[Dataset entries]

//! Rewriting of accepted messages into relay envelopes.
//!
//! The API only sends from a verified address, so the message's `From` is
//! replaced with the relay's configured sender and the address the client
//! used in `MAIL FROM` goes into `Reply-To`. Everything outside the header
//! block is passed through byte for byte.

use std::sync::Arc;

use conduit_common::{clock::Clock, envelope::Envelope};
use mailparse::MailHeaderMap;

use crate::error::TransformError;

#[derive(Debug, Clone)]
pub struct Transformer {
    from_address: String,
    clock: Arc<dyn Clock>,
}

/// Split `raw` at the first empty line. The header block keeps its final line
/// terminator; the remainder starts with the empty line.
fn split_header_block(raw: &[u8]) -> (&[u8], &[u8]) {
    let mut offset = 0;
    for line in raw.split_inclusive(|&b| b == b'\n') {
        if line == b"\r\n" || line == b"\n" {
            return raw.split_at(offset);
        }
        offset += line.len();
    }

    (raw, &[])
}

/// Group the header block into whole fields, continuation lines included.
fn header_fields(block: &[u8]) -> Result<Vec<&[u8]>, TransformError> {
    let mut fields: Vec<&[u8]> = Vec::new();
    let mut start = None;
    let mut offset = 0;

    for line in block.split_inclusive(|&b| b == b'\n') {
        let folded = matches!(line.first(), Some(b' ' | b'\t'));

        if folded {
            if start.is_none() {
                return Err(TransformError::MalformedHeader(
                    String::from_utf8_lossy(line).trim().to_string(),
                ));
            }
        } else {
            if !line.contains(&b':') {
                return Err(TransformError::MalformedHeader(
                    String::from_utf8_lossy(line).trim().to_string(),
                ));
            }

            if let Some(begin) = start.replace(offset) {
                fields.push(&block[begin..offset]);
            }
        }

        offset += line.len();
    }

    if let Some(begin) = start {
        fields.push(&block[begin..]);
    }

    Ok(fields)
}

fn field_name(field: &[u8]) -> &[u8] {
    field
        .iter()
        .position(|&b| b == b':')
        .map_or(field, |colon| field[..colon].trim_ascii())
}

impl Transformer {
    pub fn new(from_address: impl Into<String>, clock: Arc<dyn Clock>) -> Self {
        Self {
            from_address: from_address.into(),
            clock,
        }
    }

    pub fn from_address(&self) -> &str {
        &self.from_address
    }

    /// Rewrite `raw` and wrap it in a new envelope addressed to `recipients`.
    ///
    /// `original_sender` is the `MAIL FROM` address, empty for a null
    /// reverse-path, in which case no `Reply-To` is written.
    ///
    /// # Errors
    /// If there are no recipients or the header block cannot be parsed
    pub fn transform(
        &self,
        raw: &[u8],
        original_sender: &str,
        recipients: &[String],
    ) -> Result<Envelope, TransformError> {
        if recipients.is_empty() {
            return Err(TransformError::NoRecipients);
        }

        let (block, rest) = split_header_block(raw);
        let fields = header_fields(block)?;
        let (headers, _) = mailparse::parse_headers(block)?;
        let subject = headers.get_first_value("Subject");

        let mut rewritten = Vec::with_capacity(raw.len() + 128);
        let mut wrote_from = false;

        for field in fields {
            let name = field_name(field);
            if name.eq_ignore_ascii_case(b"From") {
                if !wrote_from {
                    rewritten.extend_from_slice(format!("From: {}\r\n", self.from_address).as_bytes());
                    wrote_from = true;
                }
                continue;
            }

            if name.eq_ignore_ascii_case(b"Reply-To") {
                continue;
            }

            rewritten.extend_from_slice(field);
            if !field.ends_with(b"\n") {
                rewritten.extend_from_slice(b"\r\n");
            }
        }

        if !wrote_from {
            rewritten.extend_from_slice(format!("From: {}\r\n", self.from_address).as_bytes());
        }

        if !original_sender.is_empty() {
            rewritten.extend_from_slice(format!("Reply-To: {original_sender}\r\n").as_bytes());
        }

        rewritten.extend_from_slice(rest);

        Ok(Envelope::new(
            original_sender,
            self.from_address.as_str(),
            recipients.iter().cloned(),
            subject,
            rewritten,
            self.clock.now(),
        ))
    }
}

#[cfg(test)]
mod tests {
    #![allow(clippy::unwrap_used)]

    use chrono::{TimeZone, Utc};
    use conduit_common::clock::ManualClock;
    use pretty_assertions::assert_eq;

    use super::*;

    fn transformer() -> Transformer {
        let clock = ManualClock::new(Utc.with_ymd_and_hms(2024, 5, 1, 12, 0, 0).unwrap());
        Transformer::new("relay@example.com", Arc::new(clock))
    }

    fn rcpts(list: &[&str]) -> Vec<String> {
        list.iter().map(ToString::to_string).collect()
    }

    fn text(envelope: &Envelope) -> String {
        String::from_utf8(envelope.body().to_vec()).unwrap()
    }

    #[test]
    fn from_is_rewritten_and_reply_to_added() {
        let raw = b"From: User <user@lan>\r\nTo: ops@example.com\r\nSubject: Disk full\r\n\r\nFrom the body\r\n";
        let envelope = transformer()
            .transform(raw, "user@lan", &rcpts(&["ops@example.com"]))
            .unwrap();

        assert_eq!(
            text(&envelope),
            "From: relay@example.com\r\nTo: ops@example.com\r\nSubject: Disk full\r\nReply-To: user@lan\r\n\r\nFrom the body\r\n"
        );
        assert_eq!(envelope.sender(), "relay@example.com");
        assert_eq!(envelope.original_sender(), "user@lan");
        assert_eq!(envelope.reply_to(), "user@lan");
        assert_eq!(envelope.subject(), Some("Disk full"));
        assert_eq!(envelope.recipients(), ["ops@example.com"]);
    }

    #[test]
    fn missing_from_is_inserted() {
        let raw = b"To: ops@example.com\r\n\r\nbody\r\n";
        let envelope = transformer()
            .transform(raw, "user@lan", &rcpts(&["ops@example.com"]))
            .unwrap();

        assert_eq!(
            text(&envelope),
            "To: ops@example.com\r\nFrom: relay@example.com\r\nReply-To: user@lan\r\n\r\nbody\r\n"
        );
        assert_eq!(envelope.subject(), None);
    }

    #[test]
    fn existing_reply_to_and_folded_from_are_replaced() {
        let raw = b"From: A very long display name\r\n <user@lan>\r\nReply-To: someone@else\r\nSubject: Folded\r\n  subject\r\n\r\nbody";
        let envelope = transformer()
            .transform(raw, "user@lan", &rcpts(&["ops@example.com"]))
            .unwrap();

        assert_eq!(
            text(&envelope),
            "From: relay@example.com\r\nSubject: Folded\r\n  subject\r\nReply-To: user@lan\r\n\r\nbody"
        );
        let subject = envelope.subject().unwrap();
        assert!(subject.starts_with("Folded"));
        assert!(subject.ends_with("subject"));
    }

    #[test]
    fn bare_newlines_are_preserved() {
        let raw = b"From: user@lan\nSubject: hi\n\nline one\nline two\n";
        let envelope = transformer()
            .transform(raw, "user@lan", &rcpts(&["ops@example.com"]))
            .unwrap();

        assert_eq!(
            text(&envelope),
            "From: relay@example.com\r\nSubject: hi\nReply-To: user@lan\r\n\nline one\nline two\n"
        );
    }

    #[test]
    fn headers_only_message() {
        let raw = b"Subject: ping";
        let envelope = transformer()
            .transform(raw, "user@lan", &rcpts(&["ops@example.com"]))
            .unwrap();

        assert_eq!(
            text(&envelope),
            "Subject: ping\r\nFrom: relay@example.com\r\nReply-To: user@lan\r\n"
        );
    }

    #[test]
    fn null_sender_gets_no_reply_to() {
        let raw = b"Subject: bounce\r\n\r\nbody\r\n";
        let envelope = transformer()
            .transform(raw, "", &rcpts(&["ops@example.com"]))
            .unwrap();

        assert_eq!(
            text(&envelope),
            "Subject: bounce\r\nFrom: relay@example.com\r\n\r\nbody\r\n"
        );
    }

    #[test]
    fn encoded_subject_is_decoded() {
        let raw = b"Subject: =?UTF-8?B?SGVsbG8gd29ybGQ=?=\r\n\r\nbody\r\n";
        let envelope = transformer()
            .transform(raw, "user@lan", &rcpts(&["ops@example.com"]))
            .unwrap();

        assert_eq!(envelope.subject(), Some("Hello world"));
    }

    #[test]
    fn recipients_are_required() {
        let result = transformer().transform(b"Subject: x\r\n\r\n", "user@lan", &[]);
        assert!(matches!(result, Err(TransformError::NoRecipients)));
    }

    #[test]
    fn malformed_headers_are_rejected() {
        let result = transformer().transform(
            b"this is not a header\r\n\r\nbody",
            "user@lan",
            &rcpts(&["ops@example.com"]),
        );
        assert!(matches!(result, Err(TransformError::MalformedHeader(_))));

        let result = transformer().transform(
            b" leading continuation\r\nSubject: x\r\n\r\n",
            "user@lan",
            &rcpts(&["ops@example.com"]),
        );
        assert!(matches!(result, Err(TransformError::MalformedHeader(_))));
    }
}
==
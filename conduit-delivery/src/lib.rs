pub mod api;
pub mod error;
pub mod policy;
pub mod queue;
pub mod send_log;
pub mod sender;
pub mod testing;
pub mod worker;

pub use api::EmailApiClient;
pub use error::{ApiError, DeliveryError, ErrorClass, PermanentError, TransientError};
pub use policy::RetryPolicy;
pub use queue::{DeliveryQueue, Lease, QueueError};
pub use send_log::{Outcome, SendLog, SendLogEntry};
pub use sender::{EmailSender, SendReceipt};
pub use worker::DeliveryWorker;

→ **Task goal**: For the word "offset", count the lines of the records above that hold it and state only that count.

→ **Result of this exercise**: 7